Пробираясь к дороге, я оглянулся на молчаливую темную виллу и невольно вздрогнул. Салон был слабо освещен. Не галлюцинации ли у меня? Внимательно вглядываясь в окна салона, я снова заметил блеснувший свет, который вспыхнул на секунду и погас. Я замер, чуть приподняв голову над капотом лимузина. Свет опять появился, на этот раз значительно дольше.
Кто-то ходил по салону с карманным фонариком. Кто бы это мог быть? Во всяком случае, не прислуга. Она бы включила электричество.
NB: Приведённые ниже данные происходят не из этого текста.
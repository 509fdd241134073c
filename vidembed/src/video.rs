use std::cell::RefCell;
use std::rc::Rc;

use serde::{Deserialize, Deserializer};

use crate::dom::MediaElement;
use crate::metadata::VideoMetadata;

/**
    Per-instance configuration.
*/
#[derive(Clone, Debug, Default, PartialEq, Deserialize)]
#[serde(rename_all = "camelCase", default)]
pub struct VideoOptions {
    pub id: Option<String>,
    /// Pre-fetched metadata; when present no request is made.
    pub data: Option<VideoMetadata>,
    /// Target poster width for the image service.
    pub optimum_width: Option<u32>,
    /// Render a poster placeholder instead of the video element.
    pub placeholder: bool,
    /// Show the video name over the placeholder.
    pub placeholder_title: bool,
    /// Show a play button on the placeholder.
    pub play_button: bool,
    /// Classes applied to the placeholder image and video element.
    #[serde(deserialize_with = "class_list")]
    pub classes: Vec<String>,
}

const ATTRIBUTE_PREFIX: &str = "data-n-video-";

impl VideoOptions {
    /**
        Read options from `data-n-video-*` element attributes.

        Flags are on when present unless their value is `"false"`. Classes are
        space separated. Other attributes are ignored.
    */
    pub fn from_attributes<I, K, V>(attributes: I) -> Self
    where
        I: IntoIterator<Item = (K, V)>,
        K: AsRef<str>,
        V: AsRef<str>,
    {
        let mut opts = Self::default();

        for (name, value) in attributes {
            let Some(key) = name.as_ref().strip_prefix(ATTRIBUTE_PREFIX) else {
                continue;
            };
            let value = value.as_ref();
            match key {
                "id" => opts.id = Some(value.trim().to_string()),
                "optimum-width" => opts.optimum_width = value.trim().parse().ok(),
                "placeholder" => opts.placeholder = flag(value),
                "placeholder-title" => opts.placeholder_title = flag(value),
                "play-button" => opts.play_button = flag(value),
                "classes" => opts.classes = value.split_whitespace().map(String::from).collect(),
                _ => {}
            }
        }

        opts
    }
}

fn flag(value: &str) -> bool {
    !value.trim().eq_ignore_ascii_case("false")
}

fn class_list<'de, D>(deserializer: D) -> Result<Vec<String>, D::Error>
where
    D: Deserializer<'de>,
{
    #[derive(Deserialize)]
    #[serde(untagged)]
    enum Raw {
        One(String),
        Many(Vec<String>),
    }

    Ok(match Option::<Raw>::deserialize(deserializer)? {
        Some(Raw::One(s)) => s.split_whitespace().map(String::from).collect(),
        Some(Raw::Many(v)) => v,
        None => Vec::new(),
    })
}

/**
    Playback-capable base shared by video providers: identity, options and the
    live media element once one exists.
*/
pub struct Video {
    id: String,
    opts: VideoOptions,
    classes: Vec<String>,
    el: RefCell<Option<Rc<dyn MediaElement>>>,
}

impl Video {
    pub fn new(id: impl Into<String>, opts: VideoOptions) -> Self {
        let classes = opts.classes.clone();
        Self {
            id: id.into(),
            opts,
            classes,
            el: RefCell::new(None),
        }
    }

    pub fn id(&self) -> &str {
        &self.id
    }

    pub fn opts(&self) -> &VideoOptions {
        &self.opts
    }

    pub fn classes(&self) -> &[String] {
        &self.classes
    }

    pub fn element(&self) -> Option<Rc<dyn MediaElement>> {
        self.el.borrow().clone()
    }

    pub(crate) fn set_element(&self, el: Rc<dyn MediaElement>) {
        *self.el.borrow_mut() = Some(el);
    }

    pub fn pause(&self) {
        if let Some(el) = self.element() {
            el.pause();
        }
    }

    /**
        Playback progress in whole percent, 0 without an element or duration.
    */
    pub fn progress(&self) -> u8 {
        self.element().map_or(0, |el| progress_of(el.as_ref()))
    }
}

pub(crate) fn progress_of(el: &dyn MediaElement) -> u8 {
    let duration = el.duration();
    if !duration.is_finite() || duration <= 0.0 {
        return 0;
    }
    // NaN saturates to 0 in the cast
    (100.0 * el.current_time() / duration).trunc().clamp(0.0, 100.0) as u8
}

#[cfg(test)]
mod tests {
    use super::*;
    use crate::dom::{Node, VirtualMedia};

    fn video_at(current_time: f64, duration: f64) -> Video {
        let media = VirtualMedia::new(Node::new("video"));
        media.set_position(current_time, duration);
        let video = Video::new("123", VideoOptions::default());
        video.set_element(Rc::new(media));
        video
    }

    #[test]
    fn test_progress_without_element() {
        assert_eq!(Video::new("123", VideoOptions::default()).progress(), 0);
    }

    #[test]
    fn test_progress_unknown_duration() {
        assert_eq!(video_at(5.0, f64::NAN).progress(), 0);
        assert_eq!(video_at(5.0, 0.0).progress(), 0);
        assert_eq!(video_at(5.0, f64::INFINITY).progress(), 0);
    }

    #[test]
    fn test_progress_truncates() {
        assert_eq!(video_at(5.0, 10.0).progress(), 50);
        assert_eq!(video_at(2.0, 3.0).progress(), 66);
        assert_eq!(video_at(10.0, 10.0).progress(), 100);
    }

    #[test]
    fn test_pause_forwards_to_element() {
        let media = Rc::new(VirtualMedia::new(Node::new("video")));
        let video = Video::new("123", VideoOptions::default());
        video.pause();
        video.set_element(media.clone());
        video.pause();
        assert_eq!(media.pause_calls(), 1);
    }

    #[test]
    fn test_options_from_attributes() {
        let opts = VideoOptions::from_attributes([
            ("data-n-video-source", "brightcove"),
            ("data-n-video-id", " 4084879507001 "),
            ("data-n-video-optimum-width", "710"),
            ("data-n-video-placeholder", "true"),
            ("data-n-video-placeholder-title", ""),
            ("data-n-video-play-button", "false"),
            ("data-n-video-classes", "video  video--wide"),
            ("class", "ignored"),
        ]);

        assert_eq!(opts.id.as_deref(), Some("4084879507001"));
        assert_eq!(opts.optimum_width, Some(710));
        assert!(opts.placeholder);
        assert!(opts.placeholder_title);
        assert!(!opts.play_button);
        assert_eq!(opts.classes, vec!["video", "video--wide"]);
        assert!(opts.data.is_none());
    }

    #[test]
    fn test_options_from_json() {
        let opts: VideoOptions = serde_json::from_str(
            r#"{"optimumWidth": 300, "placeholder": true, "playButton": true, "classes": "a b",
                "data": {"id": 1, "name": "Clip"}}"#,
        )
        .unwrap();
        assert_eq!(opts.optimum_width, Some(300));
        assert!(opts.placeholder && opts.play_button && !opts.placeholder_title);
        assert_eq!(opts.classes, vec!["a", "b"]);
        assert_eq!(opts.data.unwrap().name.as_deref(), Some("Clip"));

        let opts: VideoOptions = serde_json::from_str(r#"{"classes": ["x"]}"#).unwrap();
        assert_eq!(opts.classes, vec!["x"]);
    }
}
Нервы мои были напряжены, все чувства обострились. Согнувшись вдвое, я, осторожно крадучись, прошел за машиной мимо террасы и юркнул в гущу кустарников, откуда мог сравнительно безопасно наблюдать за домом. Да, безусловно, свет перемещался по салону, как будто что-то искали. Мне страшно хотелось узнать, кто бы это мог быть. На минуту у меня мелькнула безумная мысль пробраться на виллу и захватить грабителя на месте преступления, потому что это наверняка был грабитель! Но тут же я подумал, что мне нельзя себя выдавать. Тошно было смотреть на этот блуждающий огонек и не иметь возможности что-либо предпринять.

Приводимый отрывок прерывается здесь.